[Collected data]
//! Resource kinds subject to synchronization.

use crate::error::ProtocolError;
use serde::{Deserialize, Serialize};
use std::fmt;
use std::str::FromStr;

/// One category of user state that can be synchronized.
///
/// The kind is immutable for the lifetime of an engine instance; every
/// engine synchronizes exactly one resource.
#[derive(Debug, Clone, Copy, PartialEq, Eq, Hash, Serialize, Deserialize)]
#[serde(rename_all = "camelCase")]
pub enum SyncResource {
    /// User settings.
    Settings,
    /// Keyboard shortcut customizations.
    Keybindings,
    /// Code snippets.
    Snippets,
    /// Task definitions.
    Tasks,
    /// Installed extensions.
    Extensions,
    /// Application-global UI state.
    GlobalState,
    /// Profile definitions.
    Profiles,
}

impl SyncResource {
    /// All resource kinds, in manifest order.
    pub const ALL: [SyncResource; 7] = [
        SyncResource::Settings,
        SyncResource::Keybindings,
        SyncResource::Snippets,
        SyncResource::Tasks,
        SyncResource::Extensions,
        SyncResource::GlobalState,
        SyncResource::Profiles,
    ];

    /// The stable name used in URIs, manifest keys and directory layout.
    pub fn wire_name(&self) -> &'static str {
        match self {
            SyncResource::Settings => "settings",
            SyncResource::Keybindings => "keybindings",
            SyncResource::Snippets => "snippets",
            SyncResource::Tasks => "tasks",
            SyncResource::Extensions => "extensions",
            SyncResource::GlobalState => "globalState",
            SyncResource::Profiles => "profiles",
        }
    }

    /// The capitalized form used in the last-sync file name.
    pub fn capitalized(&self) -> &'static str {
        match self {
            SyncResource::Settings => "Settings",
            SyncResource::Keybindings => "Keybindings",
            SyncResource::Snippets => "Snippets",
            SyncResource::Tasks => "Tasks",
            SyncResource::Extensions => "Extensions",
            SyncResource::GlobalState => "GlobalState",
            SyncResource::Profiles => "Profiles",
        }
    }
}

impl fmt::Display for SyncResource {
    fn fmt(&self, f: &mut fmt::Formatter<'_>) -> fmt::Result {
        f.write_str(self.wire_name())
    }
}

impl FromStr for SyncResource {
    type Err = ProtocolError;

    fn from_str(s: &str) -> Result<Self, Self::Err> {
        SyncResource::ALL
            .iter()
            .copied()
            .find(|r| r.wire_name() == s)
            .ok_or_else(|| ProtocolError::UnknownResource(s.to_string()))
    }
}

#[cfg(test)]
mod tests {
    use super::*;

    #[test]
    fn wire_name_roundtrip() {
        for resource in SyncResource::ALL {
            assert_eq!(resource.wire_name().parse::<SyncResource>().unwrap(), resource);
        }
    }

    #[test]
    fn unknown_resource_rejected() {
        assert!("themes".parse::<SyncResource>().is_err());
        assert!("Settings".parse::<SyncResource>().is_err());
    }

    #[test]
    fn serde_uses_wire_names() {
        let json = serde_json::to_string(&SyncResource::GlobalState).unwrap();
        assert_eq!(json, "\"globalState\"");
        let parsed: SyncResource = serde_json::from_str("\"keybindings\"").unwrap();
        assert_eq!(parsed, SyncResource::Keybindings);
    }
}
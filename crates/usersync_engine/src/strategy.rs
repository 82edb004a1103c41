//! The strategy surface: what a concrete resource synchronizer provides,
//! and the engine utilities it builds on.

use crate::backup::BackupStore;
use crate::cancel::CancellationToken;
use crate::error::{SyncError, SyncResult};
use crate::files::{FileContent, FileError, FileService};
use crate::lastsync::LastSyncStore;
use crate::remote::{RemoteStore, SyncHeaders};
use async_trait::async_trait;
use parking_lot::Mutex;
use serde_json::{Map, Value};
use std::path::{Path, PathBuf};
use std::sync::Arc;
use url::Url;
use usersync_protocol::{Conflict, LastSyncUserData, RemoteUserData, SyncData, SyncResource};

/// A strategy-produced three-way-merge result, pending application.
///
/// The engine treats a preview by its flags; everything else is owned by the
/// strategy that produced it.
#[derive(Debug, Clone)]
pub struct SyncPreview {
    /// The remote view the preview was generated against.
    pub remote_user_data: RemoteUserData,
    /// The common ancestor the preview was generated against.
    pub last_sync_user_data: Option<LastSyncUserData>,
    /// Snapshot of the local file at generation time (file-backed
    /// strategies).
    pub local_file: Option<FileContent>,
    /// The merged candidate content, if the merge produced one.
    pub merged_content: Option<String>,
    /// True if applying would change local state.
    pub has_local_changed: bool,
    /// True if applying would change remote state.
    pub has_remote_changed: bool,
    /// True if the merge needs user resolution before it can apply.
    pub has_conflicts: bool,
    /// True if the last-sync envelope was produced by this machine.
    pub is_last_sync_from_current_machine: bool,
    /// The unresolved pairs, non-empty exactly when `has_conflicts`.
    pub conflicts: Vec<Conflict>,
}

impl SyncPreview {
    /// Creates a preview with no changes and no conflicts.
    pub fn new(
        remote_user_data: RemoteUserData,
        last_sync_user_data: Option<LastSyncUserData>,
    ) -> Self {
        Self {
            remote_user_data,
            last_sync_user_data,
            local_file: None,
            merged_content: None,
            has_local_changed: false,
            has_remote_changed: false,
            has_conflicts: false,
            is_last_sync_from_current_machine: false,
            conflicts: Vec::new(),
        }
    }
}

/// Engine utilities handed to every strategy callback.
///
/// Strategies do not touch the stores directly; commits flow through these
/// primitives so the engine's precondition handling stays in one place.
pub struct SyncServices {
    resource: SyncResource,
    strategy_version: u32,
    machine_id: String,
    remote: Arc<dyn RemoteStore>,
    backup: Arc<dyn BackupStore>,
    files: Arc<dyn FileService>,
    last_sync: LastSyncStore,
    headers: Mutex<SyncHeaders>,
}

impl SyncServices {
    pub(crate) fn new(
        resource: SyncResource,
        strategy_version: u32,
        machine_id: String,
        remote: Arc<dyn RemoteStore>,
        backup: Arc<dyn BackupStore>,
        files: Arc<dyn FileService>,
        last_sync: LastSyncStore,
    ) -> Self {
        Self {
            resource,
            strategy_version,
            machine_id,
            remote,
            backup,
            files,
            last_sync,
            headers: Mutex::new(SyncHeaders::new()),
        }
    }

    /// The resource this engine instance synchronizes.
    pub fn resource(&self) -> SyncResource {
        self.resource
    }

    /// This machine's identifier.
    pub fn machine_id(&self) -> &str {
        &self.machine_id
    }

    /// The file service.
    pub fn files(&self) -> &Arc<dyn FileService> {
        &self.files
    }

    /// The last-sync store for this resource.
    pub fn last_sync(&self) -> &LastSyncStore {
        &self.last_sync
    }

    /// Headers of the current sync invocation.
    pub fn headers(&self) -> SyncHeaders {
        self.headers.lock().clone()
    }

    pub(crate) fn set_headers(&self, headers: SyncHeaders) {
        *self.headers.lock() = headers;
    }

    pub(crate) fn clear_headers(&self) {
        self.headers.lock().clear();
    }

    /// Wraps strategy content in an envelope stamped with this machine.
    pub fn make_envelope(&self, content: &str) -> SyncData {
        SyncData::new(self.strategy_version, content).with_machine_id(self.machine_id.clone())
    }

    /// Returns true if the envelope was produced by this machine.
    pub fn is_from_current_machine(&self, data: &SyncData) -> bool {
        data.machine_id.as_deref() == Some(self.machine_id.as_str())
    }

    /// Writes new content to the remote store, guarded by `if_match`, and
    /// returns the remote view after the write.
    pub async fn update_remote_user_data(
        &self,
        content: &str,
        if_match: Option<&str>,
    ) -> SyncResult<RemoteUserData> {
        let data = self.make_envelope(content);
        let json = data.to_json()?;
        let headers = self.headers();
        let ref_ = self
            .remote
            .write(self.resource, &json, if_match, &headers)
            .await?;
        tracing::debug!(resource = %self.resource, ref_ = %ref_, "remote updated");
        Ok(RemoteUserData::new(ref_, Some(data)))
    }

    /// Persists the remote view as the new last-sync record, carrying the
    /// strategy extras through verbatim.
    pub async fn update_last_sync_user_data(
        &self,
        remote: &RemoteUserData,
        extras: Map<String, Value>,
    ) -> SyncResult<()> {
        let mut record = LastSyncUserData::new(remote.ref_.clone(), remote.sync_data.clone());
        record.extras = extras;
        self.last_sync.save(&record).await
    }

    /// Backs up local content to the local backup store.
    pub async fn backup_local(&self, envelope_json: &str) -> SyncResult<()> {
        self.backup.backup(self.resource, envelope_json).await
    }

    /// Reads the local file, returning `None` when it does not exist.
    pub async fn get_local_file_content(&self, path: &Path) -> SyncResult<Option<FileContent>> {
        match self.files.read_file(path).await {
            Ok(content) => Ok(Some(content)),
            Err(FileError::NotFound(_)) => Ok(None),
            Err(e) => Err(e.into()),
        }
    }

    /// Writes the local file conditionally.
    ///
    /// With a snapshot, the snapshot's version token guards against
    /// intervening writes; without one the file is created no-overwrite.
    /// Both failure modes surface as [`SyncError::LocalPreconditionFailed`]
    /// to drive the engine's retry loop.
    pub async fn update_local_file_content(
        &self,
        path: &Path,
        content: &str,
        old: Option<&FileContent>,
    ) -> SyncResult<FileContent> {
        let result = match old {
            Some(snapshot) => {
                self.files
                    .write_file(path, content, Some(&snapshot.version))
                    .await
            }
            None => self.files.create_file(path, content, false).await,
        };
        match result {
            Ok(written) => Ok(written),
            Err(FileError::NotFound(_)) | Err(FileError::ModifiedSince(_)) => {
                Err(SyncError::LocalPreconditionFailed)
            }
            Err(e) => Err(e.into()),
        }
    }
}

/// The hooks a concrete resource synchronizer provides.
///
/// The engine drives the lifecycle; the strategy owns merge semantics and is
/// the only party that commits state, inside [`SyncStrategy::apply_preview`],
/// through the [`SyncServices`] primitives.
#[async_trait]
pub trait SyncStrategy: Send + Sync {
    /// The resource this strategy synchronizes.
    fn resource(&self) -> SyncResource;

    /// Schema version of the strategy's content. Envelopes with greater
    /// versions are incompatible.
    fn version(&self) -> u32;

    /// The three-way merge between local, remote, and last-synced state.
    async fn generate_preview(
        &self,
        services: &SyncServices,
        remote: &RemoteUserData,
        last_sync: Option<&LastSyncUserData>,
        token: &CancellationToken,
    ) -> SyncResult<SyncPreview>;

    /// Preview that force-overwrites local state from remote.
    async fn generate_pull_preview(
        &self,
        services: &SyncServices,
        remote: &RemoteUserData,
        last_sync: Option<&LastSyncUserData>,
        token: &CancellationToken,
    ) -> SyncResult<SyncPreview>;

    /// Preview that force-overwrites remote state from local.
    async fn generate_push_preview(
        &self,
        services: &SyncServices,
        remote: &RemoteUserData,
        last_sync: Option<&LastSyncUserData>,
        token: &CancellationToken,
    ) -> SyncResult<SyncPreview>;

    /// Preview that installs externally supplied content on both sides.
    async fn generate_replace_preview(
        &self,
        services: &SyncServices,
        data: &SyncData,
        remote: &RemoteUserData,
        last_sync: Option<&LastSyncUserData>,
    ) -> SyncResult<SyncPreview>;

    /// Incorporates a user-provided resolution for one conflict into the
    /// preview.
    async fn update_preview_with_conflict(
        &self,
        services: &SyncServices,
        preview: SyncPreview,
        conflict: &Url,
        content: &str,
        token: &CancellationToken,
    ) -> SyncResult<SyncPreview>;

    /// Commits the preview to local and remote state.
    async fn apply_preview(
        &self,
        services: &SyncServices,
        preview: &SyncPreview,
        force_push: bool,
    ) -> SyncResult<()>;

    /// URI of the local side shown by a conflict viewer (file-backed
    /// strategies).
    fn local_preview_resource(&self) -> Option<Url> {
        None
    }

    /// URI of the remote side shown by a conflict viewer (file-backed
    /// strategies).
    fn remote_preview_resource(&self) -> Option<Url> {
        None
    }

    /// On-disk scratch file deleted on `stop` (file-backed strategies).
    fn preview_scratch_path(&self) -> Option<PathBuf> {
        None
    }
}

**Task item:**
Looking at the data above, return every line from the one with "let result = match" down to the one with "resource synchronizer provides.", exactly and inclusively.

**Written answer:**
        let result = match old {
            Some(snapshot) => {
                self.files
                    .write_file(path, content, Some(&snapshot.version))
                    .await
            }
            None => self.files.create_file(path, content, false).await,
        };
        match result {
            Ok(written) => Ok(written),
            Err(FileError::NotFound(_)) | Err(FileError::ModifiedSince(_)) => {
                Err(SyncError::LocalPreconditionFailed)
            }
            Err(e) => Err(e.into()),
        }
    }
}

/// The hooks a concrete resource synchronizer provides.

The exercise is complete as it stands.